So, call me crazy, but I think Tesla might have thought of your point and is probably on top of it.
lf(1): it's like ls(1) but sorts filenames by extension, tersely
Nothing says long haul trucking like a vehicle with a 200 mile range and a 6 hour recharge time.
I guarantee you that this thing is going to have a fast-swap battery pack.
The Model S already has a battery pack that can be swapped in about 90 seconds by a computer-controlled machine. It turned out that very few Model S owners wanted to pay for the fast battery swap service; the Supercharger service is adequate to most people's needs. (By the way, the Supercharger is much faster than your suggested 6 hours of charge time, for existing cars at least.)

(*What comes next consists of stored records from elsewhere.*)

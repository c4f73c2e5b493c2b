//! Configuration loading: defaults, then an optional JSON file, then environment overrides.

use std::fs;
use std::path::{Path, PathBuf};

use contracts::{SimulationConfig, Thresholds, SCHEMA_VERSION_V1};
use thiserror::Error;
use tracing::debug;

pub const ENV_SEED: &str = "CROWDWATCH_SEED";
pub const ENV_FRONTEND_URL: &str = "FRONTEND_URL";
pub const ENV_WEATHER_KEY: &str = "OPENWEATHER_API_KEY";
pub const ENV_INSIGHTS_KEY: &str = "GEMINI_API_KEY";
/// Empty disables the live bus feed.
pub const ENV_BUS_FEED_URL: &str = "CROWDWATCH_BUS_FEED_URL";

/// Longest producer interval accepted; one day.
pub const MAX_INTERVAL_SECS: u64 = 86_400;

#[derive(Debug, Error)]
pub enum ConfigError {
    #[error("failed to read config file {path}: {source}")]
    Read {
        path: PathBuf,
        #[source]
        source: std::io::Error,
    },
    #[error("invalid config file {path}: {source}")]
    Parse {
        path: PathBuf,
        #[source]
        source: serde_json::Error,
    },
    #[error("invalid value for {key}: {value:?}")]
    InvalidEnv { key: &'static str, value: String },
    #[error("unsupported schema_version {0}")]
    SchemaVersion(String),
    #[error("threshold {field} = {value} is outside {min}..={max}")]
    ThresholdRange {
        field: &'static str,
        value: u32,
        min: u32,
        max: u32,
    },
    #[error("density warning threshold {warning} must be below critical threshold {critical}")]
    ThresholdOrder { warning: u32, critical: u32 },
    #[error("producer interval {0} must be at least one second")]
    ZeroInterval(&'static str),
    #[error("producer interval {name} = {secs}s exceeds {max}s")]
    IntervalTooLong {
        name: &'static str,
        secs: u64,
        max: u64,
    },
}

pub fn load(path: Option<&Path>) -> Result<SimulationConfig, ConfigError> {
    load_with(path, |key| std::env::var(key).ok())
}

/// Same as [`load`] with an injectable environment lookup.
pub fn load_with<F>(path: Option<&Path>, env: F) -> Result<SimulationConfig, ConfigError>
where
    F: Fn(&str) -> Option<String>,
{
    let mut config = match path {
        Some(path) => read_file(path)?,
        None => SimulationConfig::default(),
    };
    apply_env(&mut config, env)?;
    validate(&config)?;
    Ok(config)
}

fn read_file(path: &Path) -> Result<SimulationConfig, ConfigError> {
    let raw = fs::read_to_string(path).map_err(|source| ConfigError::Read {
        path: path.to_path_buf(),
        source,
    })?;
    let config = serde_json::from_str(&raw).map_err(|source| ConfigError::Parse {
        path: path.to_path_buf(),
        source,
    })?;
    debug!(path = %path.display(), "config.file_loaded");
    Ok(config)
}

fn apply_env<F>(config: &mut SimulationConfig, env: F) -> Result<(), ConfigError>
where
    F: Fn(&str) -> Option<String>,
{
    let non_empty = |key: &str| env(key).map(|value| value.trim().to_string()).filter(|v| !v.is_empty());

    if let Some(raw) = non_empty(ENV_SEED) {
        config.seed = raw.parse().map_err(|_| ConfigError::InvalidEnv {
            key: ENV_SEED,
            value: raw.clone(),
        })?;
    }
    if let Some(origin) = non_empty(ENV_FRONTEND_URL) {
        config.frontend_origin = origin;
    }
    if let Some(key) = non_empty(ENV_WEATHER_KEY) {
        config.weather.api_key = Some(key);
    }
    if let Some(key) = non_empty(ENV_INSIGHTS_KEY) {
        config.insights_api_key = Some(key);
    }
    if let Some(raw) = env(ENV_BUS_FEED_URL) {
        let trimmed = raw.trim();
        config.bus_feed.url = (!trimmed.is_empty()).then(|| trimmed.to_string());
    }
    Ok(())
}

pub fn validate(config: &SimulationConfig) -> Result<(), ConfigError> {
    if config.schema_version != SCHEMA_VERSION_V1 {
        return Err(ConfigError::SchemaVersion(config.schema_version.clone()));
    }
    let thresholds = config.thresholds;
    for (field, value, (min, max)) in [
        ("density_warning", thresholds.density_warning, Thresholds::WARNING_RANGE),
        ("density_critical", thresholds.density_critical, Thresholds::CRITICAL_RANGE),
        ("metro_flow", thresholds.metro_flow, Thresholds::METRO_RANGE),
    ] {
        if !(min..=max).contains(&value) {
            return Err(ConfigError::ThresholdRange {
                field,
                value,
                min,
                max,
            });
        }
    }
    if thresholds.density_warning >= thresholds.density_critical {
        return Err(ConfigError::ThresholdOrder {
            warning: thresholds.density_warning,
            critical: thresholds.density_critical,
        });
    }

    let intervals = config.intervals;
    for (name, secs) in [
        ("density_secs", intervals.density_secs),
        ("metro_secs", intervals.metro_secs),
        ("bus_secs", intervals.bus_secs),
        ("weather_secs", intervals.weather_secs),
        ("responders_secs", intervals.responders_secs),
        ("heartbeat_secs", intervals.heartbeat_secs),
    ] {
        if secs == 0 {
            return Err(ConfigError::ZeroInterval(name));
        }
        if secs > MAX_INTERVAL_SECS {
            return Err(ConfigError::IntervalTooLong {
                name,
                secs,
                max: MAX_INTERVAL_SECS,
            });
        }
    }
    Ok(())
}

#[cfg(test)]
mod tests {
    use super::*;
    use std::collections::HashMap;

    fn env_from(pairs: &[(&str, &str)]) -> impl Fn(&str) -> Option<String> {
        let map: HashMap<String, String> = pairs
            .iter()
            .map(|(k, v)| (k.to_string(), v.to_string()))
            .collect();
        move |key| map.get(key).cloned()
    }

    #[test]
    fn defaults_without_file_or_env() {
        let config = load_with(None, env_from(&[])).expect("defaults load");
        assert_eq!(config, SimulationConfig::default());
    }

    #[test]
    fn env_overrides_take_effect() {
        let config = load_with(
            None,
            env_from(&[
                (ENV_SEED, " 42 "),
                (ENV_FRONTEND_URL, "https://dash.example"),
                (ENV_WEATHER_KEY, "abc"),
                (ENV_INSIGHTS_KEY, ""),
                (ENV_BUS_FEED_URL, ""),
            ]),
        )
        .expect("env config");
        assert_eq!(config.seed, 42);
        assert_eq!(config.frontend_origin, "https://dash.example");
        assert_eq!(config.weather.api_key.as_deref(), Some("abc"));
        assert_eq!(config.insights_api_key, None);
        assert_eq!(config.bus_feed.url, None);
    }

    #[test]
    fn bad_seed_is_rejected() {
        let err = load_with(None, env_from(&[(ENV_SEED, "many")])).unwrap_err();
        assert!(matches!(err, ConfigError::InvalidEnv { key: ENV_SEED, .. }));
    }

    #[test]
    fn file_values_sit_between_defaults_and_env() {
        let dir = std::env::temp_dir().join(format!("crowdwatch-config-{}", std::process::id()));
        fs::create_dir_all(&dir).expect("temp dir");
        let path = dir.join("config.json");
        fs::write(
            &path,
            r#"{"seed":"9","thresholds":{"density_warning":120,"density_critical":180},"intervals":{"density_secs":5}}"#,
        )
        .expect("write config");

        let config = load_with(Some(&path), env_from(&[(ENV_SEED, "10")])).expect("file config");
        assert_eq!(config.seed, 10);
        assert_eq!(config.thresholds.density_warning, 120);
        assert_eq!(config.thresholds.metro_flow, 80);
        assert_eq!(config.intervals.density_secs, 5);
        assert_eq!(config.intervals.metro_secs, 60);

        let _ = fs::remove_dir_all(&dir);
    }

    #[test]
    fn inverted_thresholds_fail_validation() {
        let mut config = SimulationConfig::default();
        config.thresholds.density_warning = 250;
        assert!(matches!(
            validate(&config),
            Err(ConfigError::ThresholdOrder { warning: 250, critical: 200 })
        ));
    }

    #[test]
    fn thresholds_outside_operating_range_fail_validation() {
        let mut config = SimulationConfig::default();
        config.thresholds.density_critical = u32::MAX;
        assert!(matches!(
            validate(&config),
            Err(ConfigError::ThresholdRange { field: "density_critical", .. })
        ));

        let mut config = SimulationConfig::default();
        config.thresholds.metro_flow = 5;
        assert!(matches!(
            validate(&config),
            Err(ConfigError::ThresholdRange { field: "metro_flow", value: 5, .. })
        ));
    }

    #[test]
    fn oversized_intervals_fail_validation() {
        let mut config = SimulationConfig::default();
        config.intervals.weather_secs = u64::MAX;
        assert!(matches!(
            validate(&config),
            Err(ConfigError::IntervalTooLong { name: "weather_secs", .. })
        ));

        config.intervals.weather_secs = MAX_INTERVAL_SECS;
        assert!(validate(&config).is_ok());
    }

    #[test]
    fn missing_file_reports_path() {
        let err = load_with(Some(Path::new("/nonexistent/crowdwatch.json")), env_from(&[]))
            .unwrap_err();
        assert!(err.to_string().contains("/nonexistent/crowdwatch.json"));
    }
}
//! Owns every piece of mutable simulation state. Single writer: callers that share an engine
//! across tasks wrap it in a lock.

use std::collections::BTreeMap;

use chrono::{DateTime, Utc};
use contracts::{
    BusFleetUpdate, DensityField, DensityStatus, GeoPoint, MetroNetworkSummary, MetroStationFlow,
    PhaseTransition, RespondersUpdate, Thresholds, ZoneDensitySummary,
};
use rand::SeedableRng;
use rand_chacha::ChaCha8Rng;
use tracing::{debug, info};

use crate::density;
use crate::fallback;
use crate::metro::{self, MetroNetwork};
use crate::phase::{self, ZoneState};
use crate::registry::ZoneRegistry;
use crate::responders::ResponderFleet;

/// Output of one density tick, keyed by zone id.
#[derive(Debug, Clone)]
pub struct DensityTick {
    pub tick: u64,
    pub fields: BTreeMap<String, DensityField>,
    pub transitions: Vec<PhaseTransition>,
    pub summary: ZoneDensitySummary,
}

#[derive(Debug, Clone)]
pub struct MetroTick {
    pub flows: Vec<MetroStationFlow>,
    pub summary: MetroNetworkSummary,
}

impl MetroTick {
    pub fn station(&self, station_id: &str) -> Option<&MetroStationFlow> {
        self.flows.iter().find(|flow| flow.station_id == station_id)
    }
}

#[derive(Debug)]
pub struct SimulationEngine {
    registry: ZoneRegistry,
    metro: MetroNetwork,
    zones: BTreeMap<String, ZoneState>,
    responders: ResponderFleet,
    rng: ChaCha8Rng,
    tick: u64,
}

impl SimulationEngine {
    pub fn new(registry: ZoneRegistry, metro: MetroNetwork, seed: u64) -> Self {
        let mut rng = ChaCha8Rng::seed_from_u64(seed);
        let responders = ResponderFleet::spawn(&mut rng);
        Self {
            registry,
            metro,
            zones: BTreeMap::new(),
            responders,
            rng,
            tick: 0,
        }
    }

    pub fn bengaluru(seed: u64) -> Self {
        Self::new(ZoneRegistry::bengaluru(), MetroNetwork::bengaluru(), seed)
    }

    pub fn registry(&self) -> &ZoneRegistry {
        &self.registry
    }

    pub fn metro(&self) -> &MetroNetwork {
        &self.metro
    }

    pub fn tick(&self) -> u64 {
        self.tick
    }

    pub fn zone_states(&self) -> &BTreeMap<String, ZoneState> {
        &self.zones
    }

    pub fn zone_state(&self, zone_id: &str) -> Option<&ZoneState> {
        self.zones.get(zone_id)
    }

    pub fn responders(&self) -> &ResponderFleet {
        &self.responders
    }

    /// Advances every zone one phase step and builds its density field.
    pub fn step_density(&mut self, thresholds: &Thresholds, now: DateTime<Utc>) -> DensityTick {
        self.tick = self.tick.saturating_add(1);
        let mut fields = BTreeMap::new();
        let mut transitions = Vec::new();

        for zone in self.registry.zones() {
            let rng = &mut self.rng;
            let current = self
                .zones
                .entry(zone.id.clone())
                .or_insert_with(|| ZoneState::seeded(zone, rng));

            let (next, change) = phase::advance(current, zone, rng);
            *current = next;

            if let Some(change) = change {
                info!(
                    zone = %zone.id,
                    from = %change.from,
                    to = %change.to,
                    intensity = change.intensity,
                    "zone.phase_changed"
                );
                transitions.push(PhaseTransition {
                    timestamp: now,
                    zone_id: zone.id.clone(),
                    from_phase: change.from,
                    to_phase: change.to,
                    intensity: change.intensity,
                });
            }

            let field = density::generate(current, zone, thresholds, rng);
            fields.insert(zone.id.clone(), field);
        }

        let summary = self.summarize(&fields);
        debug!(
            tick = self.tick,
            max_density = summary.max_density_overall,
            critical = summary.critical_zones.len(),
            warning = summary.warning_zones.len(),
            "density.tick"
        );

        DensityTick {
            tick: self.tick,
            fields,
            transitions,
            summary,
        }
    }

    pub fn step_metro(&mut self, hour: u32, now: DateTime<Utc>) -> MetroTick {
        let flows = self.metro.sample(&self.zones, hour, now, &mut self.rng);
        let crowd_phase = self
            .zones
            .get(&self.registry.primary_zone().id)
            .map(|state| state.phase);
        let summary = metro::summarize(&flows, crowd_phase);
        MetroTick { flows, summary }
    }

    pub fn step_responders(&mut self, now: DateTime<Utc>) -> RespondersUpdate {
        self.responders.step(&mut self.rng);
        self.responders.snapshot(now)
    }

    pub fn demo_buses(&mut self, center: GeoPoint, now: DateTime<Utc>) -> BusFleetUpdate {
        fallback::demo_buses(center, now, &mut self.rng)
    }

    fn summarize(&self, fields: &BTreeMap<String, DensityField>) -> ZoneDensitySummary {
        let mut summary = ZoneDensitySummary {
            total_zones: fields.len(),
            total_people_estimate: 0,
            max_density_overall: 0,
            critical_zones: Vec::new(),
            warning_zones: Vec::new(),
            all_hotspots: Vec::new(),
        };

        for zone in self.registry.zones() {
            let Some(field) = fields.get(&zone.id) else {
                continue;
            };
            summary.total_people_estimate += (field.avg_density * 100.0) as u64;
            summary.max_density_overall = summary.max_density_overall.max(field.max_density);
            match field.status {
                DensityStatus::Critical => summary.critical_zones.push(zone.name.clone()),
                DensityStatus::Warning => summary.warning_zones.push(zone.name.clone()),
                DensityStatus::Normal => {}
            }
            summary.all_hotspots.extend(field.hotspots.iter().copied());
        }

        summary
    }
}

So if range and charging time is an issue, companies will have the option of buying extra batteries and setting up battery-swap hubs at key locations on long haul routes. Or Tesla will do it like they tried for the Model S.
And hey what do you know, Tesla is investing heavily in a battery "gigafactory" and is going to bring the cost of batteries down as much as possible, as soon as possible.
So your joke was amusing but you have not actually identified a real problem. It's almost like Tesla knows what it's doing.
lf(1): it's like ls(1) but sorts filenames by extension, tersely
http://i.imgur.com/TQMbb51.gif Seems to work in the lab.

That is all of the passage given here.